08.10.10, 09:37
Dzięsięciu inwigilowanych dziennikarzy w latach 2005-2007
Jak ujawniła „Gazeta Wyborcza”, od 2005 do 2007 roku, Agencja Bezpieczeństwa Wewnętrznego, Centralne Biuro Antykorupcyjne i policja zbierały dane na temat rozmów telefonicznych co najmniej dziesięciorga dziennikarzy.

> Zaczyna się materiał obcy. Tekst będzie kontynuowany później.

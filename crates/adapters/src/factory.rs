//! ToolSet 构建
//!
//! 从 ToolsConfig 为每个 stage 选择工具实现。

use std::sync::Arc;

use contracts::{DynStageTool, StageId, ToolMode, ToolSet, ToolsConfig};
use tracing::{debug, info};

use crate::command::CommandTool;
use crate::error::{AdapterError, Result};
use crate::retry::{RetryPolicy, RetryTool};
use crate::simulated::SimulatedTool;

/// 根据配置构建完整的 ToolSet
///
/// - `simulated` 模式：配置了命令的 stage 使用 CommandTool，其余使用 SimulatedTool
/// - `command` 模式：每个 stage 必须配置命令
///
/// `retries > 0` 的命令会被 RetryTool 包装。
pub fn build_toolset(config: &ToolsConfig) -> Result<ToolSet> {
    let mut tools = ToolSet::new();

    for stage in StageId::ALL {
        let tool: Arc<dyn DynStageTool> = match (config.commands.get(stage.key()), config.mode) {
            (Some(spec), _) => {
                let command: Arc<dyn DynStageTool> = Arc::new(CommandTool::new(stage, spec.clone()));
                if spec.retries > 0 {
                    debug!(stage = %stage.key(), retries = spec.retries, "wrapping command with retry");
                    Arc::new(RetryTool::new(command, RetryPolicy::from_spec(spec)))
                } else {
                    command
                }
            }
            (None, ToolMode::Simulated) => {
                Arc::new(SimulatedTool::new(stage, config.simulated.clone()))
            }
            (None, ToolMode::Command) => return Err(AdapterError::MissingCommand { stage }),
        };
        debug!(stage = %stage.key(), tool = %tool.tool_name(), "tool registered");
        tools.insert(stage, tool);
    }

    info!(mode = ?config.mode, tools = ?tools, "toolset built");
    Ok(tools)
}

#[cfg(test)]
mod tests {
    use super::*;
    use contracts::CommandSpec;
    use std::collections::HashMap;

    fn spec(program: &str, retries: u32) -> CommandSpec {
        CommandSpec {
            program: program.into(),
            args: Vec::new(),
            env: HashMap::new(),
            retries,
            retry_backoff_ms: 100,
        }
    }

    #[test]
    fn test_default_config_is_simulated() {
        let tools = build_toolset(&ToolsConfig::default()).unwrap();
        assert!(tools.ensure_complete().is_ok());
        assert_eq!(
            tools.get(StageId::Summarization).unwrap().tool_name(),
            "simulated-summarization"
        );
    }

    #[test]
    fn test_commands_override_simulated() {
        let mut config = ToolsConfig::default();
        config
            .commands
            .insert("summarization".into(), spec("summarize.sh", 0));
        config
            .commands
            .insert("assembly".into(), spec("assemble.sh", 2));

        let tools = build_toolset(&config).unwrap();
        assert_eq!(
            tools.get(StageId::Summarization).unwrap().tool_name(),
            "summarization:summarize.sh"
        );
        assert_eq!(
            tools.get(StageId::Assembly).unwrap().tool_name(),
            "retry(assembly:assemble.sh)"
        );
        assert_eq!(
            tools.get(StageId::Transcription).unwrap().tool_name(),
            "simulated-transcription"
        );
    }

    #[test]
    fn test_command_mode_requires_every_stage() {
        let mut config = ToolsConfig {
            mode: ToolMode::Command,
            ..Default::default()
        };
        config
            .commands
            .insert("transcription".into(), spec("asr", 0));

        let err = build_toolset(&config).unwrap_err();
        assert!(matches!(
            err,
            AdapterError::MissingCommand {
                stage: StageId::Diarization
            }
        ));
    }
}
//! # Contracts
//!
//! Frozen interface contracts shared by every CineSum crate.
//! Business crates depend on this crate only; reverse dependencies are prohibited.
//!
//! ## Run Model
//! - A run walks the fixed stage order in [`StageId::ALL`]
//! - [`PipelineRun`] is the single aggregate; all mutation goes through [`PipelineRun::apply`]
//! - Observers see [`PipelineEvent`]s and cloned snapshots, never the live aggregate

mod blueprint;
mod error;
mod event;
mod log;
mod run;
mod sink;
mod stage;
mod tool;

pub use blueprint::*;
pub use error::*;
pub use event::*;
pub use log::*;
pub use run::*;
pub use sink::*;
pub use stage::*;
pub use tool::*;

Jak ujawniła „Gazeta Wyborcza”, od 2005 do 2007 roku, Agencja Bezpieczeństwa Wewnętrznego, Centralne Biuro Antykorupcyjne i policja zbierały dane na temat rozmów telefonicznych co najmniej dziesięciorga dziennikarzy. W ten sposób inwigilowani byli: Monika Olejnik (TVN 24 i Radio Zet), Cezary Gmyz ("Rzeczpospolita"), Maciej Duda ("Rzeczpospolita", "Newsweek"), Roman Osica (RMF FM), Marek Balawajder (RMF FM), Piotr Pytlakowski ("Polityka"), Andrzej Stankiewicz ("Newsweek"), Bertold Kittel ("Rzeczpospolita"), Wojciech Czuchnowski („Gazeta Wyborcza”) oraz Bogdan Wróblewski ("Gazeta Wyborcza").

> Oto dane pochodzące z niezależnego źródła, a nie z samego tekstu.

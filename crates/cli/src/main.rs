//! # CineSum CLI
//!
//! 命令行接口入口点。
//!
//! 提供：
//! - 配置加载与验证
//! - 管道运行与事件分发
//! - Ctrl+C 取消处理

mod cli;
mod commands;
mod error;
mod pipeline;

use anyhow::Result;
use clap::Parser;
use observability::ObservabilityConfig;
use tracing::info;

use cli::{Cli, Commands};
use commands::{run_info, run_pipeline, run_stages, run_validate};

#[tokio::main]
async fn main() -> Result<()> {
    // Load .env file if present
    dotenvy::dotenv().ok();

    let cli = Cli::parse();

    // Initialize logging based on CLI options
    init_logging(&cli)?;

    info!(version = env!("CARGO_PKG_VERSION"), "CineSum CLI starting");

    // Execute command
    let result = match &cli.command {
        Commands::Run(args) => run_pipeline(args).await,
        Commands::Validate(args) => run_validate(args),
        Commands::Info(args) => run_info(args),
        Commands::Stages(args) => run_stages(args),
    };

    if let Err(ref e) = result {
        tracing::error!(error = %e, "Command failed");
    }

    result
}

/// Initialize logging based on CLI options
///
/// The Prometheus exporter is installed later by `run` when requested.
fn init_logging(cli: &Cli) -> Result<()> {
    let default_log_level = if cli.quiet {
        "warn"
    } else {
        match cli.verbose {
            0 => "info",
            1 => "debug",
            _ => "trace",
        }
    };

    observability::init_with_config(ObservabilityConfig {
        log_format: cli.log_format.into(),
        metrics_port: None,
        default_log_level: default_log_level.to_string(),
    })
}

Sprawę prowadziła prokuratura w Zielonej Górze. W maju 2010 r. zakończyła się jednak umorzeniem "z powodu niewykrycia przestępstwa". GW ujawniła, że np. ABW ściągnęła dane o połączeniach telefonicznych Moniki Olejnik za blisko dwa lata.. W przypadku dziennikarzy Radia RMF tylko w 2007 r. różne komórki ABW 20 razy pobierały dane: do kogo dzwonili, kto się z nimi kontaktował oraz w jakich stacjach bazowych logowały się ich telefony. Więcej na ten temat w piątkowej „Gazecie Wyborczej”.
Na razie nie wiadomo, po co specsłużbom były potrzebne takie informacje. Jak sugeruje były szef MSWiA Janusz Kaczmarek, raczej nie chodziło o życie prywatne, lecz o ustalenie informatorów dziennikarzy. "Jeżeli w swoim czasie, w dniu śmierci Barbary Blidy, szósta z groszami, dzwoni do mnie Zbigniew Ziobro, informuje mnie o tym, a chwilę później dzwoni pani redaktor Monika Olejnik, to czyż nie warto było panu Zbigniewowi Ziobro np. poznać rozmowy pani Moniki Olejnik, kto do niej wcześniej zadzwonił i kto był jej informatorem? Tym bardziej, że sam Zbigniew Ziobro sugerował jakobym to ja powiadomił Monikę Olejnik" - powiedział w „Kontrwywiadzie” RMF FM Janusz Kaczmarek.